Copy out the lines of the records below, and only those lines, from the one with "symtab.write_u8(0x0f).unwrap(); // N_SECT" through the one with "out.write_u32::<LE>(off as u32).unwrap();", exactly as they appear.

Supplied information:
◆ ◆ ◆
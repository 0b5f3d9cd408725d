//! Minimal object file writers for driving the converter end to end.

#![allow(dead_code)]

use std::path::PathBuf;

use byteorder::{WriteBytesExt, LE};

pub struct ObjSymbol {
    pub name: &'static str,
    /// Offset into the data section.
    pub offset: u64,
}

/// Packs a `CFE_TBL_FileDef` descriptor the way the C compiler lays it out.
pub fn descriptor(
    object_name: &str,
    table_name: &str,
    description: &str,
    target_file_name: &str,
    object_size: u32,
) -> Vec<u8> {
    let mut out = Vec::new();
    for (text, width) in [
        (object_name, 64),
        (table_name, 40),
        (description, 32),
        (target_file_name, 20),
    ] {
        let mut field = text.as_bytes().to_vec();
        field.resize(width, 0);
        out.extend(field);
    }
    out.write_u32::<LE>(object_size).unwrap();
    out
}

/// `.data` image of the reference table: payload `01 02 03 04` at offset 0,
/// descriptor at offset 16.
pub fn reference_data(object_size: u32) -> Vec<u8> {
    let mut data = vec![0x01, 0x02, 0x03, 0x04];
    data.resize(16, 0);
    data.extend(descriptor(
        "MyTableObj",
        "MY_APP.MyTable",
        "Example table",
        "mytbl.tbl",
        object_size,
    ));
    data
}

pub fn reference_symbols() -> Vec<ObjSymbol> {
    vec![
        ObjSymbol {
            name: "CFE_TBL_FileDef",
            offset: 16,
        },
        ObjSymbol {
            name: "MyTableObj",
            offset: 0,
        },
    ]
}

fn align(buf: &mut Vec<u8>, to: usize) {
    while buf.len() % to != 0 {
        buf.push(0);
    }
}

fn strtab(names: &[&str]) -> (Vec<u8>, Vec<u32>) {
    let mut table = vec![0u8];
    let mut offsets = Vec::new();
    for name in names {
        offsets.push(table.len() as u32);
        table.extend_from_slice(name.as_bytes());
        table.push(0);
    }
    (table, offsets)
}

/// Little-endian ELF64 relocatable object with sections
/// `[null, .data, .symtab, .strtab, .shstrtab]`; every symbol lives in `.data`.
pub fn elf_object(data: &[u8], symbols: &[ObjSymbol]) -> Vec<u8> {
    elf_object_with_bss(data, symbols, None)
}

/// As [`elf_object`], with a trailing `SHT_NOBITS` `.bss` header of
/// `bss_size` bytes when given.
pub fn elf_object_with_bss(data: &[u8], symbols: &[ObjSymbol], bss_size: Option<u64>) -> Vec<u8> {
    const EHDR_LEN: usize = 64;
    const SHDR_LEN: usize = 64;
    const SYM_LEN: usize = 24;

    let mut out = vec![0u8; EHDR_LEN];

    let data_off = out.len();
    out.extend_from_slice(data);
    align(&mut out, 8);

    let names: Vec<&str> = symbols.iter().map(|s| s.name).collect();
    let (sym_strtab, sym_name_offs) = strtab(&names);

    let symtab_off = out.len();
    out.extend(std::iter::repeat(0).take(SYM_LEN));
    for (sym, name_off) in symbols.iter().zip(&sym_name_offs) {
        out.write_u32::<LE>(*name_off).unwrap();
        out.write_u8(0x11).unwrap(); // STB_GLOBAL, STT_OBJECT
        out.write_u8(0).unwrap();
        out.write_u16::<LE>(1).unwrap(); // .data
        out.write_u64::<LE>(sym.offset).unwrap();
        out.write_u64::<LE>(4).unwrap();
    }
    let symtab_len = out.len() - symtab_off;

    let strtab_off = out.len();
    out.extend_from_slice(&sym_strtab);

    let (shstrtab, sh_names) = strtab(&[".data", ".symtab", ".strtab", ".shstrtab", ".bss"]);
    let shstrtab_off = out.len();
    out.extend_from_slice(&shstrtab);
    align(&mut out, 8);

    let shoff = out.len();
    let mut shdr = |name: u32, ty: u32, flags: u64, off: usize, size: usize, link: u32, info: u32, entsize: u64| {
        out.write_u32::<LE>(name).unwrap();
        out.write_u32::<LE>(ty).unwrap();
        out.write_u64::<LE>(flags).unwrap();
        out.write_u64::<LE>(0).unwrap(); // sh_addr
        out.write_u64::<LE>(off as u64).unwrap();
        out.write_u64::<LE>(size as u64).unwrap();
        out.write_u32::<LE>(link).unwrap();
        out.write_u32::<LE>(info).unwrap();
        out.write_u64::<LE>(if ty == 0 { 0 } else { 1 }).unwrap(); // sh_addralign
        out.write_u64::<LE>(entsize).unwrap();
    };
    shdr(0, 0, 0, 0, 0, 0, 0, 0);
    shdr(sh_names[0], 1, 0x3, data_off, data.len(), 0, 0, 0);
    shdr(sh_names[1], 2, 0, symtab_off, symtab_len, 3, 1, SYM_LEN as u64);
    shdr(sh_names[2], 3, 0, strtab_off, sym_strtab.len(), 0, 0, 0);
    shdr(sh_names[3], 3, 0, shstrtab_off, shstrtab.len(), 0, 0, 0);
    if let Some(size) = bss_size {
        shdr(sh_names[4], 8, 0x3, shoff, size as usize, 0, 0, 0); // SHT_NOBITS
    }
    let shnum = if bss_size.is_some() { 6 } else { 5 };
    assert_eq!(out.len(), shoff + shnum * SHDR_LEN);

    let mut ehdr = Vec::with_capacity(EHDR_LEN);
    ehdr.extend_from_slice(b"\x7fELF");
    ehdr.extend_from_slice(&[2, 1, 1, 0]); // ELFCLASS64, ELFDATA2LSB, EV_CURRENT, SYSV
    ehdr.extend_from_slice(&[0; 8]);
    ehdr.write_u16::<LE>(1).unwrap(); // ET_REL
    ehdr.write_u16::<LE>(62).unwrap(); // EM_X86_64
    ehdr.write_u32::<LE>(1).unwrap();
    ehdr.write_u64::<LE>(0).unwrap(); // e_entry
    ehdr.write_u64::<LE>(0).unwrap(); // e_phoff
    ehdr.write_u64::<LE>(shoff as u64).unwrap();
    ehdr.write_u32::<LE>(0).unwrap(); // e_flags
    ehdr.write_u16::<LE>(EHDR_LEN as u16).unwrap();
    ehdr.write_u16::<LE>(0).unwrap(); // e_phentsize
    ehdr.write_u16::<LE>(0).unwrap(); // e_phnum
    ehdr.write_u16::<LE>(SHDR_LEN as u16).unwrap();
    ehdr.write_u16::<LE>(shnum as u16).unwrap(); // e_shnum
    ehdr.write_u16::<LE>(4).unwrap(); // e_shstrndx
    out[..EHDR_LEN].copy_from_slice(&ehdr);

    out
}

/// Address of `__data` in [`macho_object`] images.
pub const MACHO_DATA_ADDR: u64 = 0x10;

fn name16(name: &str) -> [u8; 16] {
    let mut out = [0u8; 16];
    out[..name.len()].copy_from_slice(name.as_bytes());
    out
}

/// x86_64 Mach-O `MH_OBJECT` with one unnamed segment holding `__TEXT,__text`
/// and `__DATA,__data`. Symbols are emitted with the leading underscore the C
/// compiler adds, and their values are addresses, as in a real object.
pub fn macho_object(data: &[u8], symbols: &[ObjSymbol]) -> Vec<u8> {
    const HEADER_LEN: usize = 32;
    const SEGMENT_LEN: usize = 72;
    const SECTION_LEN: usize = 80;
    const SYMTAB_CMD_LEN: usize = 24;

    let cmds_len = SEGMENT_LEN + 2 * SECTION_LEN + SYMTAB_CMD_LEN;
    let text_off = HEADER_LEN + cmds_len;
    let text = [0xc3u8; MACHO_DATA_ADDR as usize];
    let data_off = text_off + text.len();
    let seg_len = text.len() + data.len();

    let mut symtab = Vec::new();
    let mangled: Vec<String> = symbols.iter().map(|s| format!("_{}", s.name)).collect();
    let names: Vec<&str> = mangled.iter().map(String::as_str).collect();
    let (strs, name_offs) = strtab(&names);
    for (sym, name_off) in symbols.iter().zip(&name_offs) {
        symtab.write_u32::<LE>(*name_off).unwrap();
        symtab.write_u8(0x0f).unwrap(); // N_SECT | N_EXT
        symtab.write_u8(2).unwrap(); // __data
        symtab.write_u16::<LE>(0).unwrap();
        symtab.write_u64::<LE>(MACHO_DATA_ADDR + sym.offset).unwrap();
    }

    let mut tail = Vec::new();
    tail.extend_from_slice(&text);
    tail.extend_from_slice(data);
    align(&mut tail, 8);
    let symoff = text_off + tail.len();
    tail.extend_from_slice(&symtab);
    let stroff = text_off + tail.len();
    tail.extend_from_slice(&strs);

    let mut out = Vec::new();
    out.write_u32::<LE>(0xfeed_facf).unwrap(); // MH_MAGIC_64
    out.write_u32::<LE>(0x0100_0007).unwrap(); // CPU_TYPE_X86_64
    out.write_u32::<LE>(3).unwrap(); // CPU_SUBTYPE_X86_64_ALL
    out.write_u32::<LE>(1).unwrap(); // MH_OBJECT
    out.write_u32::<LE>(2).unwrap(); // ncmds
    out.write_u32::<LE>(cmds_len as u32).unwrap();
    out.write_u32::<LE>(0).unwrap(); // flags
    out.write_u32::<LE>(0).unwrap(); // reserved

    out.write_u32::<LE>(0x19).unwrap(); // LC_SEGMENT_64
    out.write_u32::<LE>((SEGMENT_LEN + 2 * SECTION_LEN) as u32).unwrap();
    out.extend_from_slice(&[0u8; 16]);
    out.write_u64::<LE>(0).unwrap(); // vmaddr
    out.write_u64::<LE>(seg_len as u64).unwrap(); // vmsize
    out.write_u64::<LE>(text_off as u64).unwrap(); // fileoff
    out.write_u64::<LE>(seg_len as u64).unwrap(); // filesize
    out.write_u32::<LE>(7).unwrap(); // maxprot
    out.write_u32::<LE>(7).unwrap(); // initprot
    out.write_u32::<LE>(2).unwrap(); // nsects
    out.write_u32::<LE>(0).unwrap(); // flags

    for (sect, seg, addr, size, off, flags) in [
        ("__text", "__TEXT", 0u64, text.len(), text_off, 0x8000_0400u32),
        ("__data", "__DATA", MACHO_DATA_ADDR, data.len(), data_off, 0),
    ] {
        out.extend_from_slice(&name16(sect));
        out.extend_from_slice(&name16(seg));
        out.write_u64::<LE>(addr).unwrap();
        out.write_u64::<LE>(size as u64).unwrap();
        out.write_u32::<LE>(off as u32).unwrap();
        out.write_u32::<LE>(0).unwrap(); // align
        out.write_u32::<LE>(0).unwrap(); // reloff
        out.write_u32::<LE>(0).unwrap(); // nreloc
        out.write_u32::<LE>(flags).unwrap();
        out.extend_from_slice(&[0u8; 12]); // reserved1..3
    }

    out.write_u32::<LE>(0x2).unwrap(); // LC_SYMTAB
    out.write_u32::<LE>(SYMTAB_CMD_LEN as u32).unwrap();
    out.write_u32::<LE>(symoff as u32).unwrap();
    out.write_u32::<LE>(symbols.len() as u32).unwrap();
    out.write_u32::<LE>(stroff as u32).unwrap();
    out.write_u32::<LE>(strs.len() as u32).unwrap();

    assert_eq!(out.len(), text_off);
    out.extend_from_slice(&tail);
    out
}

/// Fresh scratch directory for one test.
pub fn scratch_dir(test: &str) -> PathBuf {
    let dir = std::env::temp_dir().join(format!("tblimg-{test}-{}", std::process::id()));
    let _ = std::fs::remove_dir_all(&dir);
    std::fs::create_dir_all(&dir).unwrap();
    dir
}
◆ ◆ ◆
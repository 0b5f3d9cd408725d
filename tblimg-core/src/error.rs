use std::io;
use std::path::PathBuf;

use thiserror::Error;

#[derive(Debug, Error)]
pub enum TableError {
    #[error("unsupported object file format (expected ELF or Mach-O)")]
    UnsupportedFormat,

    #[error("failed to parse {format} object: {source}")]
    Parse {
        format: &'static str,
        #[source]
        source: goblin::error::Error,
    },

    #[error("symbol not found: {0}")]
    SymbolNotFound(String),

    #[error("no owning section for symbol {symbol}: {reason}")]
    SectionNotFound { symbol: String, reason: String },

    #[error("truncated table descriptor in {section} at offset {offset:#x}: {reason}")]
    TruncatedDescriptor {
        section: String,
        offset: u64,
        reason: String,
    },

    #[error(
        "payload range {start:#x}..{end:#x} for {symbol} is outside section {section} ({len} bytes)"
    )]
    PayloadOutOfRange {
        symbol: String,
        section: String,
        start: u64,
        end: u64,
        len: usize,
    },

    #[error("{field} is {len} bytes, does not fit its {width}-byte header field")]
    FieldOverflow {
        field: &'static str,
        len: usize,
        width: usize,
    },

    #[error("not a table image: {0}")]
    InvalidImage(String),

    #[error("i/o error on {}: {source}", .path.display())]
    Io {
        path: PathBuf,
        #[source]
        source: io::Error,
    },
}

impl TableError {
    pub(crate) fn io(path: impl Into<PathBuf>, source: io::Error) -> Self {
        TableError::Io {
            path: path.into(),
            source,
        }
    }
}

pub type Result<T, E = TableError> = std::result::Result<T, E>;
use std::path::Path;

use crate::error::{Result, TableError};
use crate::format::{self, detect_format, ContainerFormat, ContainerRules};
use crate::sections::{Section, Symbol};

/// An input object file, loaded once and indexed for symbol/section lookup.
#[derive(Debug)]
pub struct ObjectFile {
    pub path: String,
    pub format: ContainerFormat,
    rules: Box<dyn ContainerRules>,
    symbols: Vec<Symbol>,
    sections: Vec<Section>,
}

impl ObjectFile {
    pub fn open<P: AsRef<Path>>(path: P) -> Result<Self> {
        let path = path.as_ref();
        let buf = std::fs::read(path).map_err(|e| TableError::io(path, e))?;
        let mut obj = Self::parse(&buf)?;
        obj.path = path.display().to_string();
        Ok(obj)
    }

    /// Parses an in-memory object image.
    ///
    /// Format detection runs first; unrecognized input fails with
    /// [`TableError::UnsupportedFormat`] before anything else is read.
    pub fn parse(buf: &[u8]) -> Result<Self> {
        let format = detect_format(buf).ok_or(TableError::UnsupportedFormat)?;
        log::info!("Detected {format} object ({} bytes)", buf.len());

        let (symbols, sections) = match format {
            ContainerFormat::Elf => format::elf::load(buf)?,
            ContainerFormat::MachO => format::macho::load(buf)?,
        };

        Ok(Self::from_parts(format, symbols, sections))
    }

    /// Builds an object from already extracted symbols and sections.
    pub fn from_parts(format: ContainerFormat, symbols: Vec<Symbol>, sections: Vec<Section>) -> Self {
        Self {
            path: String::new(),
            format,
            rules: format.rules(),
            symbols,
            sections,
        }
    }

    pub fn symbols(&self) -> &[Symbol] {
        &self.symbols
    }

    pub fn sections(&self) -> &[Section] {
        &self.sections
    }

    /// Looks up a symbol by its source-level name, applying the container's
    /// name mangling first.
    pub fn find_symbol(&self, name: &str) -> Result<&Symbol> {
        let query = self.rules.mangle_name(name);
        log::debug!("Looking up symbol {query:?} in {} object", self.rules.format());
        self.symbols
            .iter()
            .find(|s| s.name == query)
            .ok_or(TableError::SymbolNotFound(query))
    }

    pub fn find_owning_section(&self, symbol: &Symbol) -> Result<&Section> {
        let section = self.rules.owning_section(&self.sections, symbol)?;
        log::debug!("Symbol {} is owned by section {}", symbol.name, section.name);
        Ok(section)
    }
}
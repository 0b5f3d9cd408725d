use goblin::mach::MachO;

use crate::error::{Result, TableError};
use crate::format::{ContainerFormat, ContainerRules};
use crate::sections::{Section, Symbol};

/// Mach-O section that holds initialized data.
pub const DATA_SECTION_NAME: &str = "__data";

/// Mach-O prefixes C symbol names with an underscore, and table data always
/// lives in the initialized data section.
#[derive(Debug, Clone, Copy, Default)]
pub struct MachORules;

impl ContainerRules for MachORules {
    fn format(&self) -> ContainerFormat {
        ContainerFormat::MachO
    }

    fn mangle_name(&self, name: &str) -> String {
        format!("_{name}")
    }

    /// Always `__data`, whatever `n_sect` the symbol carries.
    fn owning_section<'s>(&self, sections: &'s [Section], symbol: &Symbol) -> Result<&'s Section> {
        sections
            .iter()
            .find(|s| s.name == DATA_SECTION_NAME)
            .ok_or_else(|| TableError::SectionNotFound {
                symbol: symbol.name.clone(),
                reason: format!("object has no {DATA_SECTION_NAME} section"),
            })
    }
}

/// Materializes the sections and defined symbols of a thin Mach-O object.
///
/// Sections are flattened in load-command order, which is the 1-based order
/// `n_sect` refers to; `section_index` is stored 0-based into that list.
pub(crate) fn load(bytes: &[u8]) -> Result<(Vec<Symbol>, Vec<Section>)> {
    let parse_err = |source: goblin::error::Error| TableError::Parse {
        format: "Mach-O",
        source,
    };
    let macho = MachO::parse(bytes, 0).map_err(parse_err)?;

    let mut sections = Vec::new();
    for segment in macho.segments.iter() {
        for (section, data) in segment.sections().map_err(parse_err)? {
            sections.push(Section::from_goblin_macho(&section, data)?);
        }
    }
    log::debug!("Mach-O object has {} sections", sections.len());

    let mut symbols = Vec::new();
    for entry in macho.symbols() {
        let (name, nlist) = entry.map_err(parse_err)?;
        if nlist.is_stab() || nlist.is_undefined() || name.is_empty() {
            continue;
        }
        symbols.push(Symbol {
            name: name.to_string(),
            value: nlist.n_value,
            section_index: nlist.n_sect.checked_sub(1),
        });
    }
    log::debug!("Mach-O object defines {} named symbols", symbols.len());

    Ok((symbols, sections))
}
◆ ◆ ◆
Task result:
        symtab.write_u8(0x0f).unwrap(); // N_SECT | N_EXT
        symtab.write_u8(2).unwrap(); // __data
        symtab.write_u16::<LE>(0).unwrap();
        symtab.write_u64::<LE>(MACHO_DATA_ADDR + sym.offset).unwrap();
    }

    let mut tail = Vec::new();
    tail.extend_from_slice(&text);
    tail.extend_from_slice(data);
    align(&mut tail, 8);
    let symoff = text_off + tail.len();
    tail.extend_from_slice(&symtab);
    let stroff = text_off + tail.len();
    tail.extend_from_slice(&strs);

    let mut out = Vec::new();
    out.write_u32::<LE>(0xfeed_facf).unwrap(); // MH_MAGIC_64
    out.write_u32::<LE>(0x0100_0007).unwrap(); // CPU_TYPE_X86_64
    out.write_u32::<LE>(3).unwrap(); // CPU_SUBTYPE_X86_64_ALL
    out.write_u32::<LE>(1).unwrap(); // MH_OBJECT
    out.write_u32::<LE>(2).unwrap(); // ncmds
    out.write_u32::<LE>(cmds_len as u32).unwrap();
    out.write_u32::<LE>(0).unwrap(); // flags
    out.write_u32::<LE>(0).unwrap(); // reserved

    out.write_u32::<LE>(0x19).unwrap(); // LC_SEGMENT_64
    out.write_u32::<LE>((SEGMENT_LEN + 2 * SECTION_LEN) as u32).unwrap();
    out.extend_from_slice(&[0u8; 16]);
    out.write_u64::<LE>(0).unwrap(); // vmaddr
    out.write_u64::<LE>(seg_len as u64).unwrap(); // vmsize
    out.write_u64::<LE>(text_off as u64).unwrap(); // fileoff
    out.write_u64::<LE>(seg_len as u64).unwrap(); // filesize
    out.write_u32::<LE>(7).unwrap(); // maxprot
    out.write_u32::<LE>(7).unwrap(); // initprot
    out.write_u32::<LE>(2).unwrap(); // nsects
    out.write_u32::<LE>(0).unwrap(); // flags

    for (sect, seg, addr, size, off, flags) in [
        ("__text", "__TEXT", 0u64, text.len(), text_off, 0x8000_0400u32),
        ("__data", "__DATA", MACHO_DATA_ADDR, data.len(), data_off, 0),
    ] {
        out.extend_from_slice(&name16(sect));
        out.extend_from_slice(&name16(seg));
        out.write_u64::<LE>(addr).unwrap();
        out.write_u64::<LE>(size as u64).unwrap();
        out.write_u32::<LE>(off as u32).unwrap();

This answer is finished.